また一つ……です。
2024年04月08日、中国の不動産ディベロッパー『世茂集団』は、「04月05日に『中国建設銀行』が香港高等法院に対して同社の会社清算を申し立てた」と公表しました。
提出された書類によると「15億7,950万香港ドル」(約306億円)の債務再編問題が絡んでのことです。
財務報告書を見ると、2023年末時点で、同社には2,640億元の借入金があり、このうち1,994億元は、1年以内に返済しなければならない短借で、しかし、現金は214億元しかないのです。
※2024年03月28日時点で満期を迎えていない短借が「1,741億元」ある――と報道アリ。
借り換えできるのであればいいですが、金融機関が「うん」といわなければ、また他に資金調達の方法が途絶した場合には即アウトな状況です。
この『世茂集団』は、2020年には中国不動産業のTop10に入っていたこともありますが、『Reuters(ロイター)』が世界最大級の投資銀行『ドイツ銀行』が、『世茂集団』の清算を香港の裁判所に申し立てる準備を進めている――と報じたことがありました。

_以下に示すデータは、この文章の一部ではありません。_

impl GestureDisambiguator {
    pub fn new(config: GestureConfig) -> Self {
        Self {
            config,
            sessions: HashMap::new(),
            timers: TimerQueue::new(),
            clicks: ClickMemory::default(),
            pinch: None,
        }
    }

    pub fn config(&self) -> &GestureConfig {
        &self.config
    }

    pub fn active_sessions(&self) -> usize {
        self.sessions.len()
    }

    pub fn is_active(&self, pointer: PointerKey) -> bool {
        self.sessions.contains_key(&pointer)
    }

    pub fn pending_timers(&self) -> usize {
        self.timers.len()
    }

    /// Feeds one event. `resolve` is only consulted for pointer-down, to find what lies under
    /// the press.
    pub fn handle<F>(&mut self, event: &PointerEvent, resolve: F) -> Gestures
    where
        F: FnOnce(Vec2) -> Target,
    {
        let mut out = Gestures::new();
        self.fire_due(event.time(), &mut out);
        match *event {
            PointerEvent::Down { pointer, button, position, modifiers, time } => {
                self.on_down(pointer, button, position, modifiers, time, resolve, &mut out);
            }
            PointerEvent::Move { pointer, position, .. } => self.on_move(pointer, position, &mut out),
            PointerEvent::Up { pointer, position, time } => self.on_up(pointer, position, time, &mut out),
            PointerEvent::Cancel { pointer, .. } => self.on_cancel(pointer, &mut out),
            PointerEvent::Wheel { delta, position, .. } => out.push(Gesture::Zoom { delta, position }),
        }
        out
    }

    /// Fires due long-press timers. Called once per frame by the host.
    pub fn tick(&mut self, now: Millis) -> Gestures {
        let mut out = Gestures::new();
        self.fire_due(now, &mut out);
        out
    }

    /// Drops every session, e.g. when the canvas loses focus.
    pub fn cancel_all(&mut self) -> Gestures {
        let mut out = Gestures::new();
        let mut keys: Vec<PointerKey> = self.sessions.keys().copied().collect();
        keys.sort_by_key(|key| (key.kind == PointerKind::Touch, key.id));
        for key in keys {
            if let Some(session) = self.sessions.remove(&key) {
                if session.phase != SessionPhase::LongPressed {
                    out.push(Gesture::Cancelled { pointer: key });
                }
            }
        }
        self.timers.clear();
        self.pinch = None;
        out
    }

    fn fire_due(&mut self, now: Millis, out: &mut Gestures) {
        for (handle, key) in self.timers.drain_due(now) {
            let Some(session) = self.sessions.get_mut(&key) else {
                trace!(pointer = ?key, "long-press timer fired for a closed session");
                continue;
            };
            if session.long_press != Some(handle) || session.phase != SessionPhase::Pressed {
                trace!(pointer = ?key, "stale long-press timer ignored");
                continue;
            }
            session.long_press = None;
            session.phase = SessionPhase::LongPressed;
            out.push(Gesture::LongPress { pointer: key, position: session.last });
        }
    }

    #[allow(clippy::too_many_arguments)]
    fn on_down<F>(
        &mut self,
        pointer: PointerKey,
        button: PointerButton,
        position: Vec2,
        modifiers: Modifiers,
        time: Millis,
        resolve: F,
        out: &mut Gestures,
    ) where
        F: FnOnce(Vec2) -> Target,
    {
        if self.sessions.contains_key(&pointer) {
            // Down without a matching up: close the previous session first.
            self.on_cancel(pointer, out);
        }

        let mut session = PointerSession {
            button,
            modifiers,
            origin: position,
            last: position,
            started_at: time,
            target: Target::None,
            phase: SessionPhase::Pressed,
            long_press: None,
        };

        if pointer.kind == PointerKind::Touch {
            let active: Vec<PointerKey> = self
                .sessions
                .iter()
                .filter(|(key, s)| key.kind == PointerKind::Touch && s.phase != SessionPhase::Inert)
                .map(|(key, _)| *key)
                .collect();
            if self.pinch.is_some() || active.len() >= 2 {
                session.phase = SessionPhase::Inert;
                self.sessions.insert(pointer, session);
                return;
            }
            if let Some(&other) = active.first() {
                let mut other_pos = position;
                if let Some(other_session) = self.sessions.get_mut(&other) {
                    if let Some(handle) = other_session.long_press.take() {
                        self.timers.cancel(handle);
                    }
                    if other_session.phase == SessionPhase::LongPressed {
                        // Already classified; it stays out of the pinch.
                        session.target = resolve(position);
                        self.start_touch_press(pointer, session, out);
                        return;
                    }
                    other_session.phase = SessionPhase::Pinching;
                    other_pos = other_session.last;
                }
                session.phase = SessionPhase::Pinching;
                self.sessions.insert(pointer, session);
                self.pinch = Some(PinchState { a: other, b: pointer, distance: other_pos.distance(position) });
                return;
            }
            session.target = resolve(position);
            self.start_touch_press(pointer, session, out);
            return;
        }

        session.target = resolve(position);
        out.push(Gesture::Press { pointer, button, position, modifiers, target: session.target.clone() });
        self.sessions.insert(pointer, session);
    }

    fn start_touch_press(&mut self, pointer: PointerKey, mut session: PointerSession, out: &mut Gestures) {
        let deadline = session.started_at + self.config.long_press_ms;
        session.long_press = Some(self.timers.schedule(deadline, pointer));
        out.push(Gesture::Press {
            pointer,
            button: session.button,
            position: session.origin,
            modifiers: session.modifiers,
            target: session.target.clone(),
        });
        self.sessions.insert(pointer, session);
    }

    fn on_move(&mut self, pointer: PointerKey, position: Vec2, out: &mut Gestures) {
        let threshold = self.drag_threshold(pointer.kind);
        let Some(session) = self.sessions.get_mut(&pointer) else {
            return;
        };
        let previous = session.last;
        session.last = position;
        let phase = session.phase;
        match phase {
            SessionPhase::Pressed => {
                // Strictly greater: a move landing exactly on the threshold is still a click.
                if session.origin.distance(position) > threshold {
                    if let Some(handle) = session.long_press.take() {
                        self.timers.cancel(handle);
                    }
                    session.phase = SessionPhase::Dragging;
                    out.push(Gesture::DragStart {
                        pointer,
                        button: session.button,
                        origin: session.origin,
                        position,
                        modifiers: session.modifiers,
                        target: session.target.clone(),
                    });
                }
            }
            SessionPhase::Dragging => {
                out.push(Gesture::DragMove {
                    pointer,
                    button: session.button,
                    origin: session.origin,
                    position,
                    delta: position - previous,
                });
            }
            SessionPhase::Pinching => self.update_pinch(out),
            SessionPhase::LongPressed | SessionPhase::Inert => {}
        }
    }

    fn update_pinch(&mut self, out: &mut Gestures) {
        let Some(mut pinch) = self.pinch else {
            return;
        };
        let (Some(a), Some(b)) = (self.sessions.get(&pinch.a), self.sessions.get(&pinch.b)) else {
            return;
        };
        let distance = a.last.distance(b.last);
        let center = (a.last + b.last) * 0.5;
        if pinch.distance > f32::EPSILON && distance > f32::EPSILON {
            out.push(Gesture::Pinch { ratio: distance / pinch.distance, center });
        }
        pinch.distance = distance;
        self.pinch = Some(pinch);
    }

    fn on_up(&mut self, pointer: PointerKey, position: Vec2, time: Millis, out: &mut Gestures) {
        let Some(mut session) = self.sessions.remove(&pointer) else {
            return;
        };
        session.last = position;
        if let Some(handle) = session.long_press.take() {
            self.timers.cancel(handle);
        }
        match session.phase {
            SessionPhase::Pressed => {
                if pointer.kind == PointerKind::Touch
                    && time.saturating_sub(session.started_at) > self.config.touch_tap_max_ms
                {
                    out.push(Gesture::Cancelled { pointer });
                    return;
                }
                out.push(self.classify_click(pointer, session, time));
            }
            SessionPhase::Dragging => out.push(Gesture::DragEnd {
                pointer,
                button: session.button,
                origin: session.origin,
                position,
                modifiers: session.modifiers,
                target: session.target,
            }),
            SessionPhase::LongPressed => {}
            SessionPhase::Pinching => {
                out.push(Gesture::PinchEnd { pointer });
                self.end_pinch(pointer, out);
            }
            SessionPhase::Inert => out.push(Gesture::Cancelled { pointer }),
        }
    }

    fn on_cancel(&mut self, pointer: PointerKey, out: &mut Gestures) {
        let Some(mut session) = self.sessions.remove(&pointer) else {
            return;
        };
        if let Some(handle) = session.long_press.take() {
            self.timers.cancel(handle);
        }
        let was_pinching = session.phase == SessionPhase::Pinching;
        if session.phase != SessionPhase::LongPressed {
            out.push(Gesture::Cancelled { pointer });
        }
        if was_pinching {
            self.end_pinch(pointer, out);
        }
    }

    /// The finger left behind after a pinch pans from where it is now.
    fn end_pinch(&mut self, lifted: PointerKey, out: &mut Gestures) {
        let Some(pinch) = self.pinch.take() else {
            return;
        };
        let remaining = if pinch.a == lifted { pinch.b } else { pinch.a };
        if let Some(session) = self.sessions.get_mut(&remaining) {
            if session.phase == SessionPhase::Pinching {
                session.phase = SessionPhase::Dragging;
                session.origin = session.last;
                session.target = Target::None;
                out.push(Gesture::DragStart {
                    pointer: remaining,
                    button: session.button,
                    origin: session.last,
                    position: session.last,
                    modifiers: session.modifiers,
                    target: Target::None,
                });
            }
        }
    }

    fn classify_click(&mut self, pointer: PointerKey, session: PointerSession, time: Millis) -> Gesture {
        let paired = session.button == PointerButton::Primary
            && match session.target.pairing_key() {
                Some((category, id)) => {
                    let window = self.double_click_window(pointer.kind, category);
                    self.clicks.register(pointer.kind, category, id, time, window)
                }
                None => false,
            };
        let PointerSession { button, modifiers, last, target, .. } = session;
        if paired {
            Gesture::DoubleClick { pointer, button, position: last, modifiers, target }
        } else {
            Gesture::Click { pointer, button, position: last, modifiers, target }
        }
    }

    fn drag_threshold(&self, kind: PointerKind) -> f32 {
        match kind {
            PointerKind::Mouse => self.config.mouse_drag_threshold_px,
            PointerKind::Touch => self.config.touch_drag_threshold_px,
        }
    }

    fn double_click_window(&self, kind: PointerKind, category: TargetCategory) -> Millis {
        match (kind, category) {
            (PointerKind::Touch, _) => self.config.touch_double_tap_ms,
            (PointerKind::Mouse, TargetCategory::Agent) => self.config.agent_double_click_ms,
            (PointerKind::Mouse, TargetCategory::Building) => self.config.building_double_click_ms,
            (PointerKind::Mouse, TargetCategory::Area) => self.config.area_double_click_ms,
        }
    }
}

さかのぼると『世茂集団』は2022年07月、10億ドルのオフショア債券の返済を履行できず、デフォルトを引き起こしています。このため、『世茂集団』の117億ドルのオフショア債が全部債務不履行に陥ったとみなされました。
誘爆の「クロス・デフォルト」です。
今回の「精算」は、申告どおり進めば、中国にしては珍しいケースかもしれませんが、これもまた落日の帝国の一コマといえるでしょう。